### [ACTIVITY]
Track down every line below that holds "HashMap" and copy it.

──────── PROVIDED INFORMATION ────────

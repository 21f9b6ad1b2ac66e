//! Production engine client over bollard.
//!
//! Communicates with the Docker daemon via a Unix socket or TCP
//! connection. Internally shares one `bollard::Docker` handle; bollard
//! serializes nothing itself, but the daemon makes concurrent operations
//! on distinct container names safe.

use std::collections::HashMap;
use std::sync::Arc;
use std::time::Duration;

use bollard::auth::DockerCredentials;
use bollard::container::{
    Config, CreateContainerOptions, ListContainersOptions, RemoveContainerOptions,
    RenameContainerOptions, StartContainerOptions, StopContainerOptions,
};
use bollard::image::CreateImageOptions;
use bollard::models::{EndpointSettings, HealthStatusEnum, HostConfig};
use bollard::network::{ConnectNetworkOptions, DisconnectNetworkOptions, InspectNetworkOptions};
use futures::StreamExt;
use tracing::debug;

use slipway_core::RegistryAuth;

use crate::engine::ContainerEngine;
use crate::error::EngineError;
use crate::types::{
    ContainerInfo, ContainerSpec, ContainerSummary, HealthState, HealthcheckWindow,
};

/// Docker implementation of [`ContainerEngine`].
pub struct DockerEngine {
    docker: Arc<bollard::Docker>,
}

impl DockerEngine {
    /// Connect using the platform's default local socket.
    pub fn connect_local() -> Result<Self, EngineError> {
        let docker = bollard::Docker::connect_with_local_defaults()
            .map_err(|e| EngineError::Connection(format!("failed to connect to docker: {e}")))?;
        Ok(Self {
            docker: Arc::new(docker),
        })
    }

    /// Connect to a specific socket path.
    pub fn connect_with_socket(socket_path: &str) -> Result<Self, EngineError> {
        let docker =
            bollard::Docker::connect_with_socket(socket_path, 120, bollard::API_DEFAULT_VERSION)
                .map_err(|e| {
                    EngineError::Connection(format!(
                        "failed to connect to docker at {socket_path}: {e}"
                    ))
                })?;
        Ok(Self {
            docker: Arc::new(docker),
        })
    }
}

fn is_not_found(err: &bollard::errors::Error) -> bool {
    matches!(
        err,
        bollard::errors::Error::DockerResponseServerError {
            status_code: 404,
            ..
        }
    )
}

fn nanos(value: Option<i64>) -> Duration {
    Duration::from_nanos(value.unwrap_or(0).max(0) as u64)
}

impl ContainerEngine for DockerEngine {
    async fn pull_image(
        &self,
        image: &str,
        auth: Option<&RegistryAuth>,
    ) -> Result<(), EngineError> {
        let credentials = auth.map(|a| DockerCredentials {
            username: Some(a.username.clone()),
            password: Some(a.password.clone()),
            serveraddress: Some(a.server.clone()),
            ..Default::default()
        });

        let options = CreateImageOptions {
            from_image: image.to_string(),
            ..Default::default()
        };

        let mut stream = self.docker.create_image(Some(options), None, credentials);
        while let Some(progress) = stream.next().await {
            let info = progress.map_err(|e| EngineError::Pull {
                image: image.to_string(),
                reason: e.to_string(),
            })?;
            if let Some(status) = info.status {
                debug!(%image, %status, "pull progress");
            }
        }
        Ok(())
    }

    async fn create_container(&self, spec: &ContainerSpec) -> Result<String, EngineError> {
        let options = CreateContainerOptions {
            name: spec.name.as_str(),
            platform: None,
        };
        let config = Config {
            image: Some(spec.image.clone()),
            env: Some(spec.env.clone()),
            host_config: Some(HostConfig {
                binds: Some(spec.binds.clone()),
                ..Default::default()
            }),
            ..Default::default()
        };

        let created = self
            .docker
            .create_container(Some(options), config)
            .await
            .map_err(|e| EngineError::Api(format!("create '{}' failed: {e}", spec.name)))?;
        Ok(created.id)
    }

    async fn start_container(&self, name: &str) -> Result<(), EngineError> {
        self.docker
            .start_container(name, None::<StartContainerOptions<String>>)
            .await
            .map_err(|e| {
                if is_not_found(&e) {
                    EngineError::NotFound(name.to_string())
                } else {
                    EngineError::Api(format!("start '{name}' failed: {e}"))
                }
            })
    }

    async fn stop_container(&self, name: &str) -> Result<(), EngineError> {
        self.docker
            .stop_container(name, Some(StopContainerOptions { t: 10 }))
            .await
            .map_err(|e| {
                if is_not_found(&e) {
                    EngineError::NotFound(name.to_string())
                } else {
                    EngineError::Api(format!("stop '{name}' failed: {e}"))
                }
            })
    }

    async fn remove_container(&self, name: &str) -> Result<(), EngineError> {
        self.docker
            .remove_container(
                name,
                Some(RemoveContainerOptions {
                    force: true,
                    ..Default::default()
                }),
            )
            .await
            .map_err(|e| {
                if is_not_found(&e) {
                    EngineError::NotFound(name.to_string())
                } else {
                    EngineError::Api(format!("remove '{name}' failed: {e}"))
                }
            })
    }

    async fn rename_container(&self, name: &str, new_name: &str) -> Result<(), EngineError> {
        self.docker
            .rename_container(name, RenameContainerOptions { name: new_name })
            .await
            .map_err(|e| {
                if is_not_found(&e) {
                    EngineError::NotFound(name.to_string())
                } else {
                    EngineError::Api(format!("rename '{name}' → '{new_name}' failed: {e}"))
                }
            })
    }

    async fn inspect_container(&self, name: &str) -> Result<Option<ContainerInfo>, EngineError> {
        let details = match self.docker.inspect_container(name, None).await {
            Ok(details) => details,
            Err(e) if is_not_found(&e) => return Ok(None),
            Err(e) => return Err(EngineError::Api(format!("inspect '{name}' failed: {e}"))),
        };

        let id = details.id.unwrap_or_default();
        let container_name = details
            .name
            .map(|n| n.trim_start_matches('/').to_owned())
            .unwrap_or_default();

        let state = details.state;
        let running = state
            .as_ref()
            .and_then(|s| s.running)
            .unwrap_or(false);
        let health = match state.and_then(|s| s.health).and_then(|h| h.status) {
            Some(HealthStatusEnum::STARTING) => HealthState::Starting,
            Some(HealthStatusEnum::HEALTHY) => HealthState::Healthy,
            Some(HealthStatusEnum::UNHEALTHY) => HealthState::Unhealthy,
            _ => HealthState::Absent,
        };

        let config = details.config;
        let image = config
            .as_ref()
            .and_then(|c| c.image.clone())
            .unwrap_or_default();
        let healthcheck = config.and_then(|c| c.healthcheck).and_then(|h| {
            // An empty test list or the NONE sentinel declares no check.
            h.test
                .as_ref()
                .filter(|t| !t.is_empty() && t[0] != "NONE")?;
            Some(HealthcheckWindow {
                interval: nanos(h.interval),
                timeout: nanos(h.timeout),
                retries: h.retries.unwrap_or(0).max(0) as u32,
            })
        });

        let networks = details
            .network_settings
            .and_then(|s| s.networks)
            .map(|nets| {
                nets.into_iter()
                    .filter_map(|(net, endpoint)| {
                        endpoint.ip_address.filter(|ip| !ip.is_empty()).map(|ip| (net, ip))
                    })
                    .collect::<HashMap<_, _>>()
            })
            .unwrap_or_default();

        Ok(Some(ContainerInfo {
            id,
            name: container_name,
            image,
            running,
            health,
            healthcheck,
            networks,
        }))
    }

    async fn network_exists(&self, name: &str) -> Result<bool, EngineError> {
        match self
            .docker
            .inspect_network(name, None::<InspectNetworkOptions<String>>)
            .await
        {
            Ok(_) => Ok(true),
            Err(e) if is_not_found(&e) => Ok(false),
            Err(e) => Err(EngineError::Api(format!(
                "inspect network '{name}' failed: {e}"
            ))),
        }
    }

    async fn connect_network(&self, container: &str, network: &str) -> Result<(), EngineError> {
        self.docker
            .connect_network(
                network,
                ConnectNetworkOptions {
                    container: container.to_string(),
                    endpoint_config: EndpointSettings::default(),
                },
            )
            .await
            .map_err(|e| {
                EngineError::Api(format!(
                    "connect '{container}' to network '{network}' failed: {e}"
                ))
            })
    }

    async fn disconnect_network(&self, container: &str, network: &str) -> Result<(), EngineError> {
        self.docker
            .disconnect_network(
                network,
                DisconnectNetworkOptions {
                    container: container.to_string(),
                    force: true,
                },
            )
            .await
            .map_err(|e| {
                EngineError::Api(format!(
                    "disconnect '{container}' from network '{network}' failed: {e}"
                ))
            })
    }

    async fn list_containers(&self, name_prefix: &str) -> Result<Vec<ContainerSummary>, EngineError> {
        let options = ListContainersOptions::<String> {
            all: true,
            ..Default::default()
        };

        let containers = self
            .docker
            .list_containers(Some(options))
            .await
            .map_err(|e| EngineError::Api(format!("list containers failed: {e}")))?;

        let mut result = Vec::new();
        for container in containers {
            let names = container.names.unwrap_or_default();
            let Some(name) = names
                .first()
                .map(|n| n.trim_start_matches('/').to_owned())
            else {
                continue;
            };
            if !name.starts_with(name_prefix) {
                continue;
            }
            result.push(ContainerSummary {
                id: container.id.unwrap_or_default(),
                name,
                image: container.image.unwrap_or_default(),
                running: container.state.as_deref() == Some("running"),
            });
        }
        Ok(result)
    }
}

────────

### [OUTPUT BELOW]
use std::collections::HashMap;
                    .collect::<HashMap<_, _>>()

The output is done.